------ STUDY MATERIAL
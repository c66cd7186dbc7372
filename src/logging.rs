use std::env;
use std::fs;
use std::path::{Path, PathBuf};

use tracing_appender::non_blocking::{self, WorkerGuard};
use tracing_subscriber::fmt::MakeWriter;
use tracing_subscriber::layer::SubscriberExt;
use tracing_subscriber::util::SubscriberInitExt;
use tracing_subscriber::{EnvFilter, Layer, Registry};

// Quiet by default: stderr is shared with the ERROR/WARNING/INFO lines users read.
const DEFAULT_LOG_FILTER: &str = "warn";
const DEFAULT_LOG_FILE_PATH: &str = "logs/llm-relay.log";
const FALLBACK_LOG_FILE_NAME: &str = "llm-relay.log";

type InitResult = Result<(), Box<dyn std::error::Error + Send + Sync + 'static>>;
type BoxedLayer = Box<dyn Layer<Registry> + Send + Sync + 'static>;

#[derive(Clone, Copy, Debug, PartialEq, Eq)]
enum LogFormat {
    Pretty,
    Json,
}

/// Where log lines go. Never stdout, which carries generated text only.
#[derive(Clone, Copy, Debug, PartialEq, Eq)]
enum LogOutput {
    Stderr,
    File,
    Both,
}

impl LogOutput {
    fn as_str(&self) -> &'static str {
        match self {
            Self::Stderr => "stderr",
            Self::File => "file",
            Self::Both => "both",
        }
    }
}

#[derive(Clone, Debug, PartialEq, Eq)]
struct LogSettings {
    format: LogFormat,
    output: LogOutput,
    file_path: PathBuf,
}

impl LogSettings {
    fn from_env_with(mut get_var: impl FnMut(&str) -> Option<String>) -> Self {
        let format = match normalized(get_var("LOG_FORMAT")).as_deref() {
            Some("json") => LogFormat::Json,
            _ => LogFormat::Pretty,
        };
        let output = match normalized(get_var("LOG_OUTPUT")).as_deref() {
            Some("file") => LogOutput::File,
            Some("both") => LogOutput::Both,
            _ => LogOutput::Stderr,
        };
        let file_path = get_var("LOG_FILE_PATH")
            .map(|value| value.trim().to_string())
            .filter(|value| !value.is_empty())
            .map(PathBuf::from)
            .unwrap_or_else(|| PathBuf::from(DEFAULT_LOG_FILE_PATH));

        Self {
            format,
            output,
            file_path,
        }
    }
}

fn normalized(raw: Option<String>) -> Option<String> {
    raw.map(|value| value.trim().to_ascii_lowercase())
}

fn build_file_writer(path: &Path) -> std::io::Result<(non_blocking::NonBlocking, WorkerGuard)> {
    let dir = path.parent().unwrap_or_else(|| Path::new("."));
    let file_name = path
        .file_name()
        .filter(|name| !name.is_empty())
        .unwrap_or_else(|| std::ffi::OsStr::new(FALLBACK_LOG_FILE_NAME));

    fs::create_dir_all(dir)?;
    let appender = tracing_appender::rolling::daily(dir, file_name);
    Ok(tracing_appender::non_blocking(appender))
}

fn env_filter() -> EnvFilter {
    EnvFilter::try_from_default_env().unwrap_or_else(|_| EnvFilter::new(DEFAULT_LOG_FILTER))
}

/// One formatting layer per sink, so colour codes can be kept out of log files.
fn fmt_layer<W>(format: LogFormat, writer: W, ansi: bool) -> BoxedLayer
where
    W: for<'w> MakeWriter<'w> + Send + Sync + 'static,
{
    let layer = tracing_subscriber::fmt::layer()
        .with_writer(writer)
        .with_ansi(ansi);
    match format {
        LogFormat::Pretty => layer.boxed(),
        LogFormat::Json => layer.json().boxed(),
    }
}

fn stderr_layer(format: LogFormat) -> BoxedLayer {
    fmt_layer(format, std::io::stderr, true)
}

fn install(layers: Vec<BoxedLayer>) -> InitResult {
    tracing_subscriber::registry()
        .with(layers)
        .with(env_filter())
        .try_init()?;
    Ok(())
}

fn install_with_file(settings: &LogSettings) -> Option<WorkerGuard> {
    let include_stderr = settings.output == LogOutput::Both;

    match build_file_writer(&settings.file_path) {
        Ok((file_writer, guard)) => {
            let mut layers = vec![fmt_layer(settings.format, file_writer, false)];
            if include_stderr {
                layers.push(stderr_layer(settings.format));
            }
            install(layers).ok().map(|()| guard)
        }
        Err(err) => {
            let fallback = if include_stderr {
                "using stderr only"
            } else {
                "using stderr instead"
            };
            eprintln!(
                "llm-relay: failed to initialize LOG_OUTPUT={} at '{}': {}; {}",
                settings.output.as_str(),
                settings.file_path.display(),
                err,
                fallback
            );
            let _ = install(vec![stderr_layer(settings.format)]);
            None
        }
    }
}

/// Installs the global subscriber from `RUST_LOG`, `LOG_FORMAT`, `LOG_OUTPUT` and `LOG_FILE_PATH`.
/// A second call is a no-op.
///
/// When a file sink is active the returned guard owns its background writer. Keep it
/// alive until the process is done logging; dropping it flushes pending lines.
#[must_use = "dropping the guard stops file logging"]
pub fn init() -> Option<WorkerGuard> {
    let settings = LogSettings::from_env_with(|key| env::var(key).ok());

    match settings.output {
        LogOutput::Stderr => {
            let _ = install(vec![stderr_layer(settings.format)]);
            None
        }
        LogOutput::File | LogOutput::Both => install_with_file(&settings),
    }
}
------------
------ STUDY MATERIAL
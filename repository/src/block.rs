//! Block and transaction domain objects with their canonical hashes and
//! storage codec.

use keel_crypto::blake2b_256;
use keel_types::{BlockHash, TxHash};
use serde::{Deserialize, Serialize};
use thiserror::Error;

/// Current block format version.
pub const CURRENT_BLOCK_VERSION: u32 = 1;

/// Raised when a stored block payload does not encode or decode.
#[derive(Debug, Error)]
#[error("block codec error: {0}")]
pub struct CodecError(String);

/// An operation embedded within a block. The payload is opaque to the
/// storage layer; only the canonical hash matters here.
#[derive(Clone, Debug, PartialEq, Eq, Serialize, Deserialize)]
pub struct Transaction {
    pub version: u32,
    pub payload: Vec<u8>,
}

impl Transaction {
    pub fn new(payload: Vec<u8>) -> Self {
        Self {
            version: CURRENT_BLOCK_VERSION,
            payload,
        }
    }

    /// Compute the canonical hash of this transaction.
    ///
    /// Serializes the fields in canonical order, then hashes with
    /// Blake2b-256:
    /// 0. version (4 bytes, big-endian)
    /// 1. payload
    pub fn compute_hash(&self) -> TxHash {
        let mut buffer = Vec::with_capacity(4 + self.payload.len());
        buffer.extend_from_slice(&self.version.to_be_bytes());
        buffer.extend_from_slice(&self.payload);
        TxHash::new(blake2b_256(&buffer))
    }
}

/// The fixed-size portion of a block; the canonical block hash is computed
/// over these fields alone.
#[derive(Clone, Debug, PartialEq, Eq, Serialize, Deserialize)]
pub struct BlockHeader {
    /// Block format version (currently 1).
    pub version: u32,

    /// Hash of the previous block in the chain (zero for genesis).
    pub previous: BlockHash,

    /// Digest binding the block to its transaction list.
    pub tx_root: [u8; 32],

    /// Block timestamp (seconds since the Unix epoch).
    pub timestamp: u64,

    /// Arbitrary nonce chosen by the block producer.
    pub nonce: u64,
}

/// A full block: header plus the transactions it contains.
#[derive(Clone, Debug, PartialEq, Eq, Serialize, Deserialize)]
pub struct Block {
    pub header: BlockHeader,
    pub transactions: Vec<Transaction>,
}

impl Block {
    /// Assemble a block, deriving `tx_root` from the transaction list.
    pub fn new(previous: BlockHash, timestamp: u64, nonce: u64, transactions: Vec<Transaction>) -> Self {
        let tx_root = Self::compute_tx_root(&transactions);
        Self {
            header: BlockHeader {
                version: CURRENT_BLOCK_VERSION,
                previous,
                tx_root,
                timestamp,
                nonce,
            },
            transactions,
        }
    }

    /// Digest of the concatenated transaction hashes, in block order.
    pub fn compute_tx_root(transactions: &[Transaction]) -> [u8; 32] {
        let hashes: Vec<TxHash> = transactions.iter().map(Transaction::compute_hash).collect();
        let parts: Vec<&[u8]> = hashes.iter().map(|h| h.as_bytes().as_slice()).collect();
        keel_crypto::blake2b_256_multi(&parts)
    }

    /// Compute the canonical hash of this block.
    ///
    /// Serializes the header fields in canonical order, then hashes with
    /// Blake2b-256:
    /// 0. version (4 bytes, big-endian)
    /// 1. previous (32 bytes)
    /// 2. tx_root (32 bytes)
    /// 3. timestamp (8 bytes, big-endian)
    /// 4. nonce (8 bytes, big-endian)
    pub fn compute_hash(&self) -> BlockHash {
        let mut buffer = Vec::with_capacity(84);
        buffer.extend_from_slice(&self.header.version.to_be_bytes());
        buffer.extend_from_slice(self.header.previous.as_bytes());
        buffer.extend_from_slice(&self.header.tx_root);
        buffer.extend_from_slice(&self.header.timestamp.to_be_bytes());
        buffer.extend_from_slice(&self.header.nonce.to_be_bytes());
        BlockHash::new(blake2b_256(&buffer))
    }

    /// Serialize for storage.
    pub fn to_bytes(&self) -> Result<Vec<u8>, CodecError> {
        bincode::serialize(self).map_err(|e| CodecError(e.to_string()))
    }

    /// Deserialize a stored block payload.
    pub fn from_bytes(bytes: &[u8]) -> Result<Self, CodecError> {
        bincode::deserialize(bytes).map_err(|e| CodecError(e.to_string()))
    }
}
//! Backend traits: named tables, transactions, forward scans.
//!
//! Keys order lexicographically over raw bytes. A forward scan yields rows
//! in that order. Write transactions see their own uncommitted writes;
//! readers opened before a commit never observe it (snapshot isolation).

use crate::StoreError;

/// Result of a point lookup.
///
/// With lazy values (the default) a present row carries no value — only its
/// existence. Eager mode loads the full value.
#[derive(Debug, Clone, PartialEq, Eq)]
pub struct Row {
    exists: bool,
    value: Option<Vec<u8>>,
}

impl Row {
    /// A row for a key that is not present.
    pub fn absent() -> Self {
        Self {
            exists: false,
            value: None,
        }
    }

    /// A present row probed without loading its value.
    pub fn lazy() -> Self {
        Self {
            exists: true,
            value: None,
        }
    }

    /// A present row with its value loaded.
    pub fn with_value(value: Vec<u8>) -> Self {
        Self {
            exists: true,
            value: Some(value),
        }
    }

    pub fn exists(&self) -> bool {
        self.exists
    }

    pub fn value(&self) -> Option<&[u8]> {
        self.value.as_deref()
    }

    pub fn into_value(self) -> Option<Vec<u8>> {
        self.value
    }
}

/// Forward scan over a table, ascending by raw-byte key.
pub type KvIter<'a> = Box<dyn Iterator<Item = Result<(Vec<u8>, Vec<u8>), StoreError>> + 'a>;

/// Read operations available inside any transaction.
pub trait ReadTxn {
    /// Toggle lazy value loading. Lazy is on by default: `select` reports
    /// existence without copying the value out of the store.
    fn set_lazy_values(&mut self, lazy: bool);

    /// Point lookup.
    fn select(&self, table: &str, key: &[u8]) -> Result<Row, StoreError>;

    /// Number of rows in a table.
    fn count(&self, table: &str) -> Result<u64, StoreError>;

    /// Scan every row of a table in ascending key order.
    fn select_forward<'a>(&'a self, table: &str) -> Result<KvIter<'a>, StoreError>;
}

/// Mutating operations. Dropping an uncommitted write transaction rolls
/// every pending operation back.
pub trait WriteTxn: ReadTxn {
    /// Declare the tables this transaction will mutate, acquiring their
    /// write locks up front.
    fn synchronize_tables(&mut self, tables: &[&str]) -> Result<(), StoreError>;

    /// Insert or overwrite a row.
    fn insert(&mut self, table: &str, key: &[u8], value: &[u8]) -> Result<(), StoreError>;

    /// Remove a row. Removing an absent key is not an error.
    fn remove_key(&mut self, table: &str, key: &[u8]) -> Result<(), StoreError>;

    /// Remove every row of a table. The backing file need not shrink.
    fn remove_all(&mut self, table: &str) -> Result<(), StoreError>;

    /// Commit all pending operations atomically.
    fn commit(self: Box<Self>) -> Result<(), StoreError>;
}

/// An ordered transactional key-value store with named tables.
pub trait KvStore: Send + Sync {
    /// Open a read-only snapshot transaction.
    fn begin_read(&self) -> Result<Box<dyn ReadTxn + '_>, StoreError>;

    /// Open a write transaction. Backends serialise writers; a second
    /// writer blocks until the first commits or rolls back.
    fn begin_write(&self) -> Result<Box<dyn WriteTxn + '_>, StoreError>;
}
------------
------ STUDY MATERIAL
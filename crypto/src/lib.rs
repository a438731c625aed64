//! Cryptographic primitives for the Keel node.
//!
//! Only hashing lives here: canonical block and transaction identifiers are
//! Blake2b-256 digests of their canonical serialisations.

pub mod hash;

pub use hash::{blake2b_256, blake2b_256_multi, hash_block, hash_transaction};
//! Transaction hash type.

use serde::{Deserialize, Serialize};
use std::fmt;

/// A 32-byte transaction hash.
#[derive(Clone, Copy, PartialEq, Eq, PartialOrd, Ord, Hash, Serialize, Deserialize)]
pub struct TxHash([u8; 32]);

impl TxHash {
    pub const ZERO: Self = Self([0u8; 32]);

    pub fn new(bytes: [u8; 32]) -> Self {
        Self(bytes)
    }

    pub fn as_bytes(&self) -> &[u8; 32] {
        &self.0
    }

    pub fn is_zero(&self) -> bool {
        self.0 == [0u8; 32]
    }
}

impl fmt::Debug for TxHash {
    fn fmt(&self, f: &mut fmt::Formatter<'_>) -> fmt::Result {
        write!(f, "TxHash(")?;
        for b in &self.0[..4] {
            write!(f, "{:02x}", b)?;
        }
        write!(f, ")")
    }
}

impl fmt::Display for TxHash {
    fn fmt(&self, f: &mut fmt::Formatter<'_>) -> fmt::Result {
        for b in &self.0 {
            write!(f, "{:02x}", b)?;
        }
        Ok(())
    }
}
------------
● **DIRECTIONS**:
Go through the entries above and count the lines containing "using". Give the number only.

● **ANSWER BOX**:
2